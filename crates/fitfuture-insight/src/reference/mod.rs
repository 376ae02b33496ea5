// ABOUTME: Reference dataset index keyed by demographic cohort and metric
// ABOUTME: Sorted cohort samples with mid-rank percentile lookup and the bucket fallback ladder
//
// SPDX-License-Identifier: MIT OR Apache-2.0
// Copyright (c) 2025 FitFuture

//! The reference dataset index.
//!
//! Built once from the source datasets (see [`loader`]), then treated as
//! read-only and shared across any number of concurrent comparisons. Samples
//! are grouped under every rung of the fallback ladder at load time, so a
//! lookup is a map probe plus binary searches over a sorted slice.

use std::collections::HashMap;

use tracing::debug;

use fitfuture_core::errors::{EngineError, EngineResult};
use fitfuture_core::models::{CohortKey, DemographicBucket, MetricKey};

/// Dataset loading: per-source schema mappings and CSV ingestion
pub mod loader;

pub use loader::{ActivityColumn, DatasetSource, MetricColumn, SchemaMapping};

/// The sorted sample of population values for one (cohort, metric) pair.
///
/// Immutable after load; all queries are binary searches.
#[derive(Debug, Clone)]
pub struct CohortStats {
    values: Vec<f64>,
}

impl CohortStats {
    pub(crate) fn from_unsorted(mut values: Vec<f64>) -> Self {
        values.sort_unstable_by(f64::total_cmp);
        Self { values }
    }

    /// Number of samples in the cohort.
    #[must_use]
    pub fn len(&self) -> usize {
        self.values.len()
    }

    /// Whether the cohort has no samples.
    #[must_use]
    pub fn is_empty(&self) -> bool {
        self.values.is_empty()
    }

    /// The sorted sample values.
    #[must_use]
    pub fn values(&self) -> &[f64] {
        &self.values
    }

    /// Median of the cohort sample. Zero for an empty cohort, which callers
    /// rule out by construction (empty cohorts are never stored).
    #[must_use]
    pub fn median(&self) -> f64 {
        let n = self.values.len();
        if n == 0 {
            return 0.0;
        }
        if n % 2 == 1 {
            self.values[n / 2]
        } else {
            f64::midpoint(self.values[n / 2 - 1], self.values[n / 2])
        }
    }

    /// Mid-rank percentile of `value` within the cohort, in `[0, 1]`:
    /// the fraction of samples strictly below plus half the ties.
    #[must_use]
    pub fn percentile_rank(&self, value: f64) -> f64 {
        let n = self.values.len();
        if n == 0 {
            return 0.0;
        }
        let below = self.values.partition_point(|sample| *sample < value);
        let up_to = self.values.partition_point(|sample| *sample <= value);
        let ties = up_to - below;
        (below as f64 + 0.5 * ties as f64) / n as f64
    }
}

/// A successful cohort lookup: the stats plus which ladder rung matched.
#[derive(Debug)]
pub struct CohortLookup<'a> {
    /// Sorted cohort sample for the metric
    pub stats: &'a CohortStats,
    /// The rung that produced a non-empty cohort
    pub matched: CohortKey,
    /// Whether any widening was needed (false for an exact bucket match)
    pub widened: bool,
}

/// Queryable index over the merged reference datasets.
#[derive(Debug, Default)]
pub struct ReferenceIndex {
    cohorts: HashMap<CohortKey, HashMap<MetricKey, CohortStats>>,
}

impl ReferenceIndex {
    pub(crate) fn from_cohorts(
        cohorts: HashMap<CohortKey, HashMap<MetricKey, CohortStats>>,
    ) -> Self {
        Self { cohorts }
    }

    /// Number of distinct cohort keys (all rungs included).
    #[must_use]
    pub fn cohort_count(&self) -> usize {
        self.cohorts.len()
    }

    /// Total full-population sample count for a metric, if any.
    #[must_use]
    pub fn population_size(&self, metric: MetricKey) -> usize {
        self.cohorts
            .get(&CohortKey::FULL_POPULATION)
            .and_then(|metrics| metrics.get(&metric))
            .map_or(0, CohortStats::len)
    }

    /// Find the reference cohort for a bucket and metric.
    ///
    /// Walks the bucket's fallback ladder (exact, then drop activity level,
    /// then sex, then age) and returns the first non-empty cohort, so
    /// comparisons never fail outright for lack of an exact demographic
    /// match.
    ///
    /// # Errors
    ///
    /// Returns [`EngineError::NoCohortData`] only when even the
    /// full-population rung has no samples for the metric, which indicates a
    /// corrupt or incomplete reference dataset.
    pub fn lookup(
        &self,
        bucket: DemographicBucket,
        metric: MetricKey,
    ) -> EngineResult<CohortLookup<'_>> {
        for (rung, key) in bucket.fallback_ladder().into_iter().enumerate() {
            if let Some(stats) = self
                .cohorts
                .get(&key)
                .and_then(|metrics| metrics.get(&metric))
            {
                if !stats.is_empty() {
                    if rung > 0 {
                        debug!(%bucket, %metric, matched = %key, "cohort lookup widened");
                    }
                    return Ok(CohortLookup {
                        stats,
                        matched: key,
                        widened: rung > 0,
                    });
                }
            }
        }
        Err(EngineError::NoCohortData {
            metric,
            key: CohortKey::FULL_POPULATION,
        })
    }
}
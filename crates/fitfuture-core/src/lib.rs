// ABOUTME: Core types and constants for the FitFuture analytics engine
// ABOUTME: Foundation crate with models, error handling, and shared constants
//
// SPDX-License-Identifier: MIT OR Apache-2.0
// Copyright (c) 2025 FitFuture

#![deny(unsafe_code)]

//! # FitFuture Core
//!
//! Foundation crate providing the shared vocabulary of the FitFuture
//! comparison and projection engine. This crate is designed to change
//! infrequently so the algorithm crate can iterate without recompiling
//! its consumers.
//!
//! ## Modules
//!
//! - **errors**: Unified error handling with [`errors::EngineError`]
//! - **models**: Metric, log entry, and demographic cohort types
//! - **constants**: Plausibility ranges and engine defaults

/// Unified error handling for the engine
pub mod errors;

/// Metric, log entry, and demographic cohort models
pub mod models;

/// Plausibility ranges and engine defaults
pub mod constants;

—————

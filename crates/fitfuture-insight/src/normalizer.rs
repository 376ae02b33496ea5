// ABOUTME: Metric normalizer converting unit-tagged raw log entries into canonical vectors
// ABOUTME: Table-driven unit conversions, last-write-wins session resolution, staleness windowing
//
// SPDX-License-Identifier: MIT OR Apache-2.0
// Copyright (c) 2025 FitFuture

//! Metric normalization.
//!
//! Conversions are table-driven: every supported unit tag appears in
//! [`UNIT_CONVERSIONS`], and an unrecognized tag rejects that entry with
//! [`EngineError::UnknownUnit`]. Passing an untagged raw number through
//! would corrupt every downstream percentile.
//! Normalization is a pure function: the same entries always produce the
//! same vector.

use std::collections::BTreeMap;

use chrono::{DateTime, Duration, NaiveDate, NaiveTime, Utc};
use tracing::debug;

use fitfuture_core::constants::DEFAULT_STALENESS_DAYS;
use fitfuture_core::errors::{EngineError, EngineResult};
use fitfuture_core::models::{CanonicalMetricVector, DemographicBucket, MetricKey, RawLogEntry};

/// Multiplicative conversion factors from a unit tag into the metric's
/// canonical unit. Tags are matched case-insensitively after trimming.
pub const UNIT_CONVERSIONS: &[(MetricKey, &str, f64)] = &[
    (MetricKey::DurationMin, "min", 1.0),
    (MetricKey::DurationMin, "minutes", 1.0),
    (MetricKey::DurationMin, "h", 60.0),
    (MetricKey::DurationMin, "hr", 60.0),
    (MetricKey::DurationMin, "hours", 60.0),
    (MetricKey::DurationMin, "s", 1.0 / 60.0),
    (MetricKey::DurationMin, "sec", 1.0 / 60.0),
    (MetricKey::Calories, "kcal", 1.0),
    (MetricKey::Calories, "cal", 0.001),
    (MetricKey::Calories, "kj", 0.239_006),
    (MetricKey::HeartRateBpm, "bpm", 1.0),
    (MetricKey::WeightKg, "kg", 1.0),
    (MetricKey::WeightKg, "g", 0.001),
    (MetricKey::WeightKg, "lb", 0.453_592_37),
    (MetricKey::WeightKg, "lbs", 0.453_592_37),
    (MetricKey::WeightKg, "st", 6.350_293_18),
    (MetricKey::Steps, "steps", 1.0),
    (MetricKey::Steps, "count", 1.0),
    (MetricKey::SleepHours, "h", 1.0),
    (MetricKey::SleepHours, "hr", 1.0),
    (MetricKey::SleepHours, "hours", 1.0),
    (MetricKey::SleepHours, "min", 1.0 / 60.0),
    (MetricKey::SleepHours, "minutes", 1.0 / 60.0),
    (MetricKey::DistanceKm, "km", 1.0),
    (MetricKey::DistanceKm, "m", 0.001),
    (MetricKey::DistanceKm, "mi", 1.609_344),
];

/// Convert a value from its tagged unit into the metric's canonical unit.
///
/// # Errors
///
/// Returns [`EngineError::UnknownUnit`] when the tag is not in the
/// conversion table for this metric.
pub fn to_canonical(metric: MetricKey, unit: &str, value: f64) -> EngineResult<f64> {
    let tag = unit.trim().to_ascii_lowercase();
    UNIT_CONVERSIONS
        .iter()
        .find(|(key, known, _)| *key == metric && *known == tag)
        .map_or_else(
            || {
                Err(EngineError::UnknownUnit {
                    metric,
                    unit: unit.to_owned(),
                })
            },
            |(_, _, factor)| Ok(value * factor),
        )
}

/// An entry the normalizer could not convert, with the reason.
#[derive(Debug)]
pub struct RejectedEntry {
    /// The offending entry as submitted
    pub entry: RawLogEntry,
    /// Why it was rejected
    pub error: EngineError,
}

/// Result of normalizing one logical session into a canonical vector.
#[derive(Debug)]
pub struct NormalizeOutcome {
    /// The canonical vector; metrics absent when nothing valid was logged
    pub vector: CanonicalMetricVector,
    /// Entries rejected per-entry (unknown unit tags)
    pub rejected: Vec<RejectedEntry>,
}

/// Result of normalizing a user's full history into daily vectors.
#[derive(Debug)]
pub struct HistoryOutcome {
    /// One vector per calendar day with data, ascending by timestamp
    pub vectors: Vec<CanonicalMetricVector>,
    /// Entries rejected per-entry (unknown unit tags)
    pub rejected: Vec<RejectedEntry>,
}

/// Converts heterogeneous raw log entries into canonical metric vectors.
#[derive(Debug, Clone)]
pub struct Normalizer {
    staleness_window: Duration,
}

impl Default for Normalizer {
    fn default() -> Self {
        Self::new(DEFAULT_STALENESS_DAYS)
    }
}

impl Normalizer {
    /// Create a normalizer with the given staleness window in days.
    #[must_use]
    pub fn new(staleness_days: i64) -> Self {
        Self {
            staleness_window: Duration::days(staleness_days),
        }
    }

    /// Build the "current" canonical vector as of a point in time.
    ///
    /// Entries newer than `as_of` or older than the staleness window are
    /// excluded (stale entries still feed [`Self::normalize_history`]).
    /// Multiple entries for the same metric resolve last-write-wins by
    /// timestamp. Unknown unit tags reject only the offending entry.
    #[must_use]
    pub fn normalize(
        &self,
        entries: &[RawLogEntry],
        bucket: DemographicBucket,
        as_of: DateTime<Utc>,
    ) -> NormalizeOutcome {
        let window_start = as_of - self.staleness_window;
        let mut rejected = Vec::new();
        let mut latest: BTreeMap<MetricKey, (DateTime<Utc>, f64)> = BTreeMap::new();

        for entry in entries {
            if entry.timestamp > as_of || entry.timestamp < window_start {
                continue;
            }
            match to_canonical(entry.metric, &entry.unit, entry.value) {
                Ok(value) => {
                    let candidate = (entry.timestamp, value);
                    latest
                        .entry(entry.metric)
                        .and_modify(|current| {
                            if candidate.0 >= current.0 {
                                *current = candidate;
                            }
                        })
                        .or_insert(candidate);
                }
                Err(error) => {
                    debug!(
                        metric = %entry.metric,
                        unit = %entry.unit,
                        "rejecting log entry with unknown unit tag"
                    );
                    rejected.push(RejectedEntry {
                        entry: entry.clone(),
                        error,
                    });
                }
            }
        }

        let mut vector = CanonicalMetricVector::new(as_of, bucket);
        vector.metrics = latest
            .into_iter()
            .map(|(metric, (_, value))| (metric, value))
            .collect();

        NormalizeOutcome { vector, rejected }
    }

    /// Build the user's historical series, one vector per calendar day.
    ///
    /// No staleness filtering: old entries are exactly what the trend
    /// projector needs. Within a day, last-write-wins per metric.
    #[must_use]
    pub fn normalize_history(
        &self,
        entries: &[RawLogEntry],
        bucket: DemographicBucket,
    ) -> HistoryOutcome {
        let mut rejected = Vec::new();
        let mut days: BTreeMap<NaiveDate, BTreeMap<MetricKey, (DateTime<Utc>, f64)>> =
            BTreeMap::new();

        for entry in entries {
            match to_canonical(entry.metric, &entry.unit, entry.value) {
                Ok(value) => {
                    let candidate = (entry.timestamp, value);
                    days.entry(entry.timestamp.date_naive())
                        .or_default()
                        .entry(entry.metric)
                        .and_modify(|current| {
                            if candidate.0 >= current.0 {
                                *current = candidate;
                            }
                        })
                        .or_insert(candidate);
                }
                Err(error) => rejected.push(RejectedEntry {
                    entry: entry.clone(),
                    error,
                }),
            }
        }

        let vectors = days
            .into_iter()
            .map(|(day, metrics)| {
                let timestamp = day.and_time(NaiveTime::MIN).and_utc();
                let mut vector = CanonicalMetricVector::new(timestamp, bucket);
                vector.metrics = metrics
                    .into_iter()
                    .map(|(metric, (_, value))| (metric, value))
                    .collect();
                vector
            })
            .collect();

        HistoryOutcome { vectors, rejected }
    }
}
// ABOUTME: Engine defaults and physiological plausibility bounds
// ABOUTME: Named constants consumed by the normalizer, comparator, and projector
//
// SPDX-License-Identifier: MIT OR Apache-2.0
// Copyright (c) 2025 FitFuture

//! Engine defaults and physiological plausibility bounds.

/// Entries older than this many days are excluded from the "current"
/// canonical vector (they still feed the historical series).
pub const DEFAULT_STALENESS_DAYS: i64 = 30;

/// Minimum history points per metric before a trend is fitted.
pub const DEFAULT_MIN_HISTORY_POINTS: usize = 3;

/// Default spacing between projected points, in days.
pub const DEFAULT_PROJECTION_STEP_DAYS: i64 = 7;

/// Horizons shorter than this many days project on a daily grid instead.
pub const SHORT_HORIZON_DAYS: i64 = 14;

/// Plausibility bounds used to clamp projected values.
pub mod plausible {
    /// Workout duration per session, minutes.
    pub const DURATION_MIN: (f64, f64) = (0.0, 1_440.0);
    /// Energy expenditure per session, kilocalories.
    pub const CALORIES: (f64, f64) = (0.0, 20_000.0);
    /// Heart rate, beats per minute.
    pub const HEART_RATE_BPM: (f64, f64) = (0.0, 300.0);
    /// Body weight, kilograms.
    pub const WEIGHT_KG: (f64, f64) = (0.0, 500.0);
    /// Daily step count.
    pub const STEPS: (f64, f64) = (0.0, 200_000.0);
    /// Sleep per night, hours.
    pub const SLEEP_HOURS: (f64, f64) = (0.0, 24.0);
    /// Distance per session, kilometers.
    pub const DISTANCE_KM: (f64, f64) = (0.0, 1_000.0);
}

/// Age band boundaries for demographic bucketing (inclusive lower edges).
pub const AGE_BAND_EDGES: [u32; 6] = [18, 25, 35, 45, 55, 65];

—————

YOUR INSTRUCTIONS:
Only the lines containing the string "CohortLookup" are needed; pull them out of the records.

SOLVED EXERCISE:
pub struct CohortLookup<'a> {
    ) -> EngineResult<CohortLookup<'_>> {
                    return Ok(CohortLookup {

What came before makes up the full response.